* [Work to complete] Reply with only a number, the count of lines in the listing that include the word "layer".

* [Records shown]
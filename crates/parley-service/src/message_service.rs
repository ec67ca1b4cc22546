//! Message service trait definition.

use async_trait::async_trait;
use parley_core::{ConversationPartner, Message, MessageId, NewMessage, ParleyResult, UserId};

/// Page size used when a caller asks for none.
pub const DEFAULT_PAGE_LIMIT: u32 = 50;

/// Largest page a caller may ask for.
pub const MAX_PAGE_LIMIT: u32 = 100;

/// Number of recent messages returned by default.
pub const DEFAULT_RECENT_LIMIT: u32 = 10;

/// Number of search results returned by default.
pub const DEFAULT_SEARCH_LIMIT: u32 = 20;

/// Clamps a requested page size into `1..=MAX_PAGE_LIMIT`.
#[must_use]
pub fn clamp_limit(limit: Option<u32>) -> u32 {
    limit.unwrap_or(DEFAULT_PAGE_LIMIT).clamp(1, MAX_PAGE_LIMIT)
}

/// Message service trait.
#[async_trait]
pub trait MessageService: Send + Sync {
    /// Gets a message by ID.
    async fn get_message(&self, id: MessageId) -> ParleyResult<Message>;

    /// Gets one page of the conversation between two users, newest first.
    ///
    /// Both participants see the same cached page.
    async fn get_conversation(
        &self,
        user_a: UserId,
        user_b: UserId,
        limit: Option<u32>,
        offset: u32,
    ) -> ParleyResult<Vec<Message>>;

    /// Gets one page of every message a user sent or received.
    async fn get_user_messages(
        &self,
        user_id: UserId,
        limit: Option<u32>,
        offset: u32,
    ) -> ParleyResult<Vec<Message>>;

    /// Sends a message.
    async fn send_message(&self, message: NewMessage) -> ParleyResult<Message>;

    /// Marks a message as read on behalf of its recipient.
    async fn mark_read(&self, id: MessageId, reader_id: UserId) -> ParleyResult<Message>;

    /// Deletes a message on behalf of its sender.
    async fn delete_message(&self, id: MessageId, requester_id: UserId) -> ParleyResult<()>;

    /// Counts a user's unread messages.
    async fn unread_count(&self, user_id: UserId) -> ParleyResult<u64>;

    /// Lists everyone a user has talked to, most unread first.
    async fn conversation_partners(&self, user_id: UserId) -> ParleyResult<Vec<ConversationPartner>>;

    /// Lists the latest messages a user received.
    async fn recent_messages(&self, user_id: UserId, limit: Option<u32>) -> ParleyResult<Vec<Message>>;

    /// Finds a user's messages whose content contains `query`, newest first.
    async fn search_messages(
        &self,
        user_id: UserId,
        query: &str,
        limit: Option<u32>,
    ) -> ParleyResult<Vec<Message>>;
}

---

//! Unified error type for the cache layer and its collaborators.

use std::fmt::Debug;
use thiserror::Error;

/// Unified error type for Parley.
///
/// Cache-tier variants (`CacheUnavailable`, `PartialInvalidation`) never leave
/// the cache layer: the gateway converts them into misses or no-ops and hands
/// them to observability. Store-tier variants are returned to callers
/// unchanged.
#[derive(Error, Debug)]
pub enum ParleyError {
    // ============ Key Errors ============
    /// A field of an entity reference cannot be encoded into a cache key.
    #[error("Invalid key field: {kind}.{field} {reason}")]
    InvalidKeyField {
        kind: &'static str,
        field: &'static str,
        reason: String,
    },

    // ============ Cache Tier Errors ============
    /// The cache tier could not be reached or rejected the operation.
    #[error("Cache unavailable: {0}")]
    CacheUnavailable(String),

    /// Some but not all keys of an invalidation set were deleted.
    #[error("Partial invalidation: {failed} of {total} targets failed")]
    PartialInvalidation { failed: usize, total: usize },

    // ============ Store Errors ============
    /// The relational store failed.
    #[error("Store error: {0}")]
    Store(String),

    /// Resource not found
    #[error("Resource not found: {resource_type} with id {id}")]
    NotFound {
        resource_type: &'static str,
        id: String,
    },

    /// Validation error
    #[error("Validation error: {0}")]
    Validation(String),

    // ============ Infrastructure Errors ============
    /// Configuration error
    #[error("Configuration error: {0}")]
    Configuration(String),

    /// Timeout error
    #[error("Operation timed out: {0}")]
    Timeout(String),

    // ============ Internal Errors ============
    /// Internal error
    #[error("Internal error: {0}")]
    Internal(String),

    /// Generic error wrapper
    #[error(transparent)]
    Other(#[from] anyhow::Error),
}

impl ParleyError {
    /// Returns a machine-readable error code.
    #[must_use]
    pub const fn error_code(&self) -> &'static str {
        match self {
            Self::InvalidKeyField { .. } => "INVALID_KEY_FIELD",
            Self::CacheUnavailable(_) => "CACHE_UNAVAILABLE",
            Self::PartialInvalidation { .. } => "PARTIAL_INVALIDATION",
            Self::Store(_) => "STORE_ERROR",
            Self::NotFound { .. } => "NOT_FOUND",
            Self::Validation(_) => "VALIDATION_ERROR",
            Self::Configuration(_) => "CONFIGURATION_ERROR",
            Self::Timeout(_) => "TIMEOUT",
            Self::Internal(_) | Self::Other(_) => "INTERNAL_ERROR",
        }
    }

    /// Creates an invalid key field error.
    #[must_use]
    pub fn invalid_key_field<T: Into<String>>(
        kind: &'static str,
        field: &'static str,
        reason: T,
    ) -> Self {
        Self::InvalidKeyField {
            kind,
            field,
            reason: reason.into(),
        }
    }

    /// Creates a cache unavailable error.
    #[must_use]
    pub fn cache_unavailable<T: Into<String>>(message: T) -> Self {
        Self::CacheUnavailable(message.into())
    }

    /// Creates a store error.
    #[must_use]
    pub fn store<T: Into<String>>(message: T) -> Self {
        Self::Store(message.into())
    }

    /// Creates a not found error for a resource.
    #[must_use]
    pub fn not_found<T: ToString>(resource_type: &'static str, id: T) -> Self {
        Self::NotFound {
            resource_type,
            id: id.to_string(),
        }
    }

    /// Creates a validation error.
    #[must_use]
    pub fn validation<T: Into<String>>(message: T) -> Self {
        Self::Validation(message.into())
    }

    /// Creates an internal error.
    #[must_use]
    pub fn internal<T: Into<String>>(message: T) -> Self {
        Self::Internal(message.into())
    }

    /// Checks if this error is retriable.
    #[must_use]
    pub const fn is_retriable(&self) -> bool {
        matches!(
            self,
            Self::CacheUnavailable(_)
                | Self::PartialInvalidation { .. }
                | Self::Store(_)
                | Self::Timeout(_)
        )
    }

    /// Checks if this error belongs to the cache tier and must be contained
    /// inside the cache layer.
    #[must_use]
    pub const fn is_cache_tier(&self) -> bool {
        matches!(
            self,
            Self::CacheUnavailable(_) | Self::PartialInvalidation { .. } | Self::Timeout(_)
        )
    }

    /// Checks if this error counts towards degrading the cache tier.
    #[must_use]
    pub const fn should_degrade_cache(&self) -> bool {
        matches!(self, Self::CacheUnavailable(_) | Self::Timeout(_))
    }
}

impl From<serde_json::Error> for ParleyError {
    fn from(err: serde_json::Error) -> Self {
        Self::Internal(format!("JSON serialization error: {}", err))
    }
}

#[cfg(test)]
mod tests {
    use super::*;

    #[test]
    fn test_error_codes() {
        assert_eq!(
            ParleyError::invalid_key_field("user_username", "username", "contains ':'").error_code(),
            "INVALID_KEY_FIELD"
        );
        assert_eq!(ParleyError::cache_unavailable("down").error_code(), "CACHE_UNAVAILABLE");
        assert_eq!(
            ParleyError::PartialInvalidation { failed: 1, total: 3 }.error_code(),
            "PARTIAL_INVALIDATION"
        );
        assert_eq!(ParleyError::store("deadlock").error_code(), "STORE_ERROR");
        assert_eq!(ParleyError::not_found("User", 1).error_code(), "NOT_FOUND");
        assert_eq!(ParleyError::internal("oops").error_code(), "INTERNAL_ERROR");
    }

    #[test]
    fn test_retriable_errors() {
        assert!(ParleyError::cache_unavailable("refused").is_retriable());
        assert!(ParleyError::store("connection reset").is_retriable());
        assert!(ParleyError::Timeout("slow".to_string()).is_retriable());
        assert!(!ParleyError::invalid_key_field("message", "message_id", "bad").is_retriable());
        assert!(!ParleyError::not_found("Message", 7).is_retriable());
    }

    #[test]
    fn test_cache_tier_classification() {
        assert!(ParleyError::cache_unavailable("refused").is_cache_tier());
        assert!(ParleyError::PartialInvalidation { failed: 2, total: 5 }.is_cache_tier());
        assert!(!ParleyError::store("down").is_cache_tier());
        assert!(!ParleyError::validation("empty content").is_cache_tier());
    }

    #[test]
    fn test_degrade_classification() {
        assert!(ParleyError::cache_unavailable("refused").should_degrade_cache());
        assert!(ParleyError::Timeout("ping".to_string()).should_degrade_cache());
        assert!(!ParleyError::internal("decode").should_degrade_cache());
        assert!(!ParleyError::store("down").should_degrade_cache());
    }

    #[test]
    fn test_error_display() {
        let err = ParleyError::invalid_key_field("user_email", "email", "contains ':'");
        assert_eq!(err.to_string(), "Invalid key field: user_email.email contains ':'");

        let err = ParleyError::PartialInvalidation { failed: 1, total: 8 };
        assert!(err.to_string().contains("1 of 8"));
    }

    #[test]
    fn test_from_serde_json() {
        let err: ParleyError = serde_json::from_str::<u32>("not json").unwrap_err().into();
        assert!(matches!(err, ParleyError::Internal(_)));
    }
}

---

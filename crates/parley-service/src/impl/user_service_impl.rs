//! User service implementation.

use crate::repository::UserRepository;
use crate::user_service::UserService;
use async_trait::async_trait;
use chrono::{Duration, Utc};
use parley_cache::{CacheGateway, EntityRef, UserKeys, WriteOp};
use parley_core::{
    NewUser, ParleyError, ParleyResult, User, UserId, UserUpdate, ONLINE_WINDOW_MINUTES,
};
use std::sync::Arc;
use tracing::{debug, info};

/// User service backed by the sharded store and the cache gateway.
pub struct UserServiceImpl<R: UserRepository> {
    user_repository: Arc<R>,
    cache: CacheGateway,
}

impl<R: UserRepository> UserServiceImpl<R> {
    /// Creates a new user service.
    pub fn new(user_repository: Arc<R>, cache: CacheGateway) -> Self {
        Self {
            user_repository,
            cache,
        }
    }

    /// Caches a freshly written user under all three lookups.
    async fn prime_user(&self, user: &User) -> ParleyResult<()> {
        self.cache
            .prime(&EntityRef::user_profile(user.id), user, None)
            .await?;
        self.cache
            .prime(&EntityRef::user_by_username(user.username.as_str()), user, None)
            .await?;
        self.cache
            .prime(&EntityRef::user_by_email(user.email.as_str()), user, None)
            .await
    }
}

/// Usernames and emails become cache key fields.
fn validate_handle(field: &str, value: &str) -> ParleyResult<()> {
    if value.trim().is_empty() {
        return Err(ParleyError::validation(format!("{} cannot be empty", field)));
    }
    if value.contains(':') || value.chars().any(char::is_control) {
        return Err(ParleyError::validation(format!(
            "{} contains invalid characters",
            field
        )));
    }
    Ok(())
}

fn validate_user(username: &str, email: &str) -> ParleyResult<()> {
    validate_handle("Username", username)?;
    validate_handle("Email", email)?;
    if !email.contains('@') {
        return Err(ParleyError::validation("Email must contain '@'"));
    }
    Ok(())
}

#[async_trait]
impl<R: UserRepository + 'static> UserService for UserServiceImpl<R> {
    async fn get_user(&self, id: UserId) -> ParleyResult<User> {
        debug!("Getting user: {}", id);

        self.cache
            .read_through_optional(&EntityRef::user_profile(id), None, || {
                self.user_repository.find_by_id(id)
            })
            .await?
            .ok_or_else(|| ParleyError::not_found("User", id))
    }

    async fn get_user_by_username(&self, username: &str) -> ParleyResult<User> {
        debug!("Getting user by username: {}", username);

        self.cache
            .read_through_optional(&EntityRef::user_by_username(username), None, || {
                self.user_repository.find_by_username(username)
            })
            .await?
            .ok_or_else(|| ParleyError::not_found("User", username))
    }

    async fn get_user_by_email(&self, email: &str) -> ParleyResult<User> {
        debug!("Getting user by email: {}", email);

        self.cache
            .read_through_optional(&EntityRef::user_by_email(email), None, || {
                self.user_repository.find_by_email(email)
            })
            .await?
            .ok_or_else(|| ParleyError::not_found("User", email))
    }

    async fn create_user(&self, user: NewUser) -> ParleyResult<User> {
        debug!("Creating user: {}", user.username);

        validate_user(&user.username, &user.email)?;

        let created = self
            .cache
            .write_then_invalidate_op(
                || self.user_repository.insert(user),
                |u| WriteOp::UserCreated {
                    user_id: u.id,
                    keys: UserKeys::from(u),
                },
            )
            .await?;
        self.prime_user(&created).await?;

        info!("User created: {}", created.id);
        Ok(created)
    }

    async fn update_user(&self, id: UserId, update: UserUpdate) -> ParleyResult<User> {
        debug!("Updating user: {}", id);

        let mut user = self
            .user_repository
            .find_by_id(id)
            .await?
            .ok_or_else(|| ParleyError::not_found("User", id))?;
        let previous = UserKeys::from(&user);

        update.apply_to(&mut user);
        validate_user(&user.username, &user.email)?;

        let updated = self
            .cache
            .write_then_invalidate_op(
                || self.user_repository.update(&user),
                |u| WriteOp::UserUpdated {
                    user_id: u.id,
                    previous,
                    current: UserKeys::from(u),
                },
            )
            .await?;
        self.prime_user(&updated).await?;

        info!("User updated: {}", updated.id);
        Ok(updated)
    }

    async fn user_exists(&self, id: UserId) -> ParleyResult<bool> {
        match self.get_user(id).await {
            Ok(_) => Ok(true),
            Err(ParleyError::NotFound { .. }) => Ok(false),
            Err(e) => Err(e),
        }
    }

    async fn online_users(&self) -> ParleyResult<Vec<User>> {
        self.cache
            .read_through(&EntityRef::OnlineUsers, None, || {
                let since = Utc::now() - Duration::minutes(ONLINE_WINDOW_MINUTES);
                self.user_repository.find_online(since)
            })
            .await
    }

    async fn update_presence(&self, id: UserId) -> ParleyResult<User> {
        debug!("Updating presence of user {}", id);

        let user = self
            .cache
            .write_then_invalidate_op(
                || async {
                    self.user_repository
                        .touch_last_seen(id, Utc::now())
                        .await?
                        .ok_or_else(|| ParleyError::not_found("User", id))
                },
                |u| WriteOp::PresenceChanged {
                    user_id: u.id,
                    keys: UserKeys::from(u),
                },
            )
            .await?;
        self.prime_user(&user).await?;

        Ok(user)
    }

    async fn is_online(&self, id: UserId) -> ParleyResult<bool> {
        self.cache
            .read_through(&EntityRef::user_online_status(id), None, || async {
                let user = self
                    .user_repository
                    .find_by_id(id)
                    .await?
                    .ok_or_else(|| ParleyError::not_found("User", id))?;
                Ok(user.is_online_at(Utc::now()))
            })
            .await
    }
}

* [Response below] 3